- **Task instructions**: What you return should be the full listing, exactly as given.

- **Data records**:
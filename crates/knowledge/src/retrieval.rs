//! Retrieval over the vector index with maximal marginal relevance.
//!
//! `fetch_k` nearest candidates are pulled from the index, then `k` of them
//! are picked greedily, each maximizing
//! `lambda * sim(query, doc) - (1 - lambda) * max sim(doc, already picked)`.

use crate::embeddings::EmbeddingProvider;
use crate::types::{ScoredEntry, SearchHit};
use crate::vector_index::{cosine_similarity, VectorIndex};
use qabase_core::{AppResult, RetrievalSettings};
use std::sync::Arc;
use tracing::instrument;

pub struct Retriever {
    index: Arc<dyn VectorIndex>,
    embedder: Arc<dyn EmbeddingProvider>,
    settings: RetrievalSettings,
}

impl Retriever {
    pub fn new(
        index: Arc<dyn VectorIndex>,
        embedder: Arc<dyn EmbeddingProvider>,
        settings: RetrievalSettings,
    ) -> Self {
        Self {
            index,
            embedder,
            settings,
        }
    }

    pub fn settings(&self) -> RetrievalSettings {
        self.settings
    }

    /// Search with the configured `k` and `fetch_k`.
    pub async fn search_default(&self, query: &str) -> AppResult<Vec<SearchHit>> {
        self.search(query, self.settings.k, self.settings.fetch_k).await
    }

    /// Up to `k` diverse hits for `query`, chosen among the `fetch_k` nearest.
    #[instrument(skip(self, query), fields(query_len = query.len()))]
    pub async fn search(&self, query: &str, k: usize, fetch_k: usize) -> AppResult<Vec<SearchHit>> {
        if k == 0 || query.trim().is_empty() {
            return Ok(Vec::new());
        }

        let query_embedding = self.embedder.embed(query).await?;
        let candidates: Vec<ScoredEntry> = self
            .index
            .nearest(&query_embedding, fetch_k.max(k))?
            .into_iter()
            // Tolerate entries an in-flight sync has not removed yet
            .filter(|c| c.entry.metadata.status.is_active())
            .collect();

        let picked = mmr_select(&candidates, k, self.settings.lambda);
        tracing::debug!(
            "Selected {} of {} candidates for query",
            picked.len(),
            candidates.len()
        );

        Ok(picked
            .into_iter()
            .map(|i| {
                let candidate = &candidates[i];
                SearchHit {
                    text: candidate.entry.embedded_text.clone(),
                    metadata: candidate.entry.metadata.clone(),
                    score: candidate.score,
                }
            })
            .collect())
    }
}

/// Indices of up to `k` candidates in selection order.
///
/// Candidates carry their similarity to the query in `score`. Ties go to the
/// earlier (better ranked) candidate.
pub fn mmr_select(candidates: &[ScoredEntry], k: usize, lambda: f32) -> Vec<usize> {
    let mut selected: Vec<usize> = Vec::with_capacity(k.min(candidates.len()));
    let mut remaining: Vec<usize> = (0..candidates.len()).collect();

    while selected.len() < k && !remaining.is_empty() {
        let mut best_pos = 0;
        let mut best_score = f32::NEG_INFINITY;

        for (pos, &i) in remaining.iter().enumerate() {
            let redundancy = selected
                .iter()
                .map(|&j| cosine_similarity(&candidates[i].embedding, &candidates[j].embedding))
                .fold(None, |max: Option<f32>, s| Some(max.map_or(s, |m| m.max(s))))
                .unwrap_or(0.0);

            let score = lambda * candidates[i].score - (1.0 - lambda) * redundancy;
            if score > best_score {
                best_score = score;
                best_pos = pos;
            }
        }

        selected.push(remaining.remove(best_pos));
    }

    selected
}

- **Output of the task**:
filename crates/knowledge/src/retrieval.rs
//! Retrieval over the vector index with maximal marginal relevance.
//!
//! `fetch_k` nearest candidates are pulled from the index, then `k` of them
//! are picked greedily, each maximizing
//! `lambda * sim(query, doc) - (1 - lambda) * max sim(doc, already picked)`.

use crate::embeddings::EmbeddingProvider;
use crate::types::{ScoredEntry, SearchHit};
use crate::vector_index::{cosine_similarity, VectorIndex};
use qabase_core::{AppResult, RetrievalSettings};
use std::sync::Arc;
use tracing::instrument;

pub struct Retriever {
    index: Arc<dyn VectorIndex>,
    embedder: Arc<dyn EmbeddingProvider>,
    settings: RetrievalSettings,
}

impl Retriever {
    pub fn new(
        index: Arc<dyn VectorIndex>,
        embedder: Arc<dyn EmbeddingProvider>,
        settings: RetrievalSettings,
    ) -> Self {
        Self {
            index,
            embedder,
            settings,
        }
    }

    pub fn settings(&self) -> RetrievalSettings {
        self.settings
    }

    /// Search with the configured `k` and `fetch_k`.
    pub async fn search_default(&self, query: &str) -> AppResult<Vec<SearchHit>> {
        self.search(query, self.settings.k, self.settings.fetch_k).await
    }

    /// Up to `k` diverse hits for `query`, chosen among the `fetch_k` nearest.
    #[instrument(skip(self, query), fields(query_len = query.len()))]
    pub async fn search(&self, query: &str, k: usize, fetch_k: usize) -> AppResult<Vec<SearchHit>> {
        if k == 0 || query.trim().is_empty() {
            return Ok(Vec::new());
        }

        let query_embedding = self.embedder.embed(query).await?;
        let candidates: Vec<ScoredEntry> = self
            .index
            .nearest(&query_embedding, fetch_k.max(k))?
            .into_iter()
            // Tolerate entries an in-flight sync has not removed yet
            .filter(|c| c.entry.metadata.status.is_active())
            .collect();

        let picked = mmr_select(&candidates, k, self.settings.lambda);
        tracing::debug!(
            "Selected {} of {} candidates for query",
            picked.len(),
            candidates.len()
        );

        Ok(picked
            .into_iter()
            .map(|i| {
                let candidate = &candidates[i];
                SearchHit {
                    text: candidate.entry.embedded_text.clone(),
                    metadata: candidate.entry.metadata.clone(),
                    score: candidate.score,
                }
            })
            .collect())
    }
}

/// Indices of up to `k` candidates in selection order.
///
/// Candidates carry their similarity to the query in `score`. Ties go to the
/// earlier (better ranked) candidate.
pub fn mmr_select(candidates: &[ScoredEntry], k: usize, lambda: f32) -> Vec<usize> {
    let mut selected: Vec<usize> = Vec::with_capacity(k.min(candidates.len()));
    let mut remaining: Vec<usize> = (0..candidates.len()).collect();

    while selected.len() < k && !remaining.is_empty() {
        let mut best_pos = 0;
        let mut best_score = f32::NEG_INFINITY;

        for (pos, &i) in remaining.iter().enumerate() {
            let redundancy = selected
                .iter()
                .map(|&j| cosine_similarity(&candidates[i].embedding, &candidates[j].embedding))
                .fold(None, |max: Option<f32>, s| Some(max.map_or(s, |m| m.max(s))))
                .unwrap_or(0.0);

            let score = lambda * candidates[i].score - (1.0 - lambda) * redundancy;
            if score > best_score {
                best_score = score;
                best_pos = pos;
            }
        }

        selected.push(remaining.remove(best_pos));
    }

    selected
}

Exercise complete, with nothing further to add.